I’m in between churches right now – between congregations. All summer and fall I’ve been casually attending the meetings of various friends. I can’t tell you how wonderful it feels to not be obligated to make an appearance at any one building on a Sunday morning. I might tell a friend I’m coming, or I might decide Saturday night. Some Sundays I sleep in. Sunday morning heathenism is rather refreshing.

Except it isn’t heathenism. A lot of what happens in those buildings on Sunday mornings is of heathen origin. But heathenism is a lot more than skipping a sermon and praise concert. It is a lifestyle of rejecting God, and that I certainly have not done.

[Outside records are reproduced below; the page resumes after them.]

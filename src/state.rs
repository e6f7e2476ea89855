use std::sync::Arc;

use crate::sources::RecipeSource;
use crate::store::RecipeStore;

/// Application state shared across handlers.
#[derive(Clone)]
pub struct AppState {
    pub store: RecipeStore,
    pub source: Arc<dyn RecipeSource>,
}

impl AppState {
    pub fn new(store: RecipeStore, source: Arc<dyn RecipeSource>) -> Self {
        Self { store, source }
    }
}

I believe the Bible teaches Christians to gather regularly with each other. That isn’t something I have abandoned either. My recent experience is filled with times of fellowship and encouragement with other believers. We do ministry together, hold each other accountable for our walks with God, philosophically tackle the dilemmas we’re facing, study the Bible, and pray. During these times we also tend to eat, to play games, to laugh and tease, sometimes to work. Kids running around get swept up by disciples of Jesus, who – like Him – love children.

About a month ago some friends invited me to their church. I went that weekend. This week they asked me what I thought, and didn’t I like it (since I hadn’t been back). And I froze, because, well, I did like it. The people were friendly and the teachings were biblical and stimulating. But I don’t think I’ll join. This Sunday I did go back there, though. And my friends’ thirteen-year-old son confronted me, “I thought you said our church was just ‘ok’.”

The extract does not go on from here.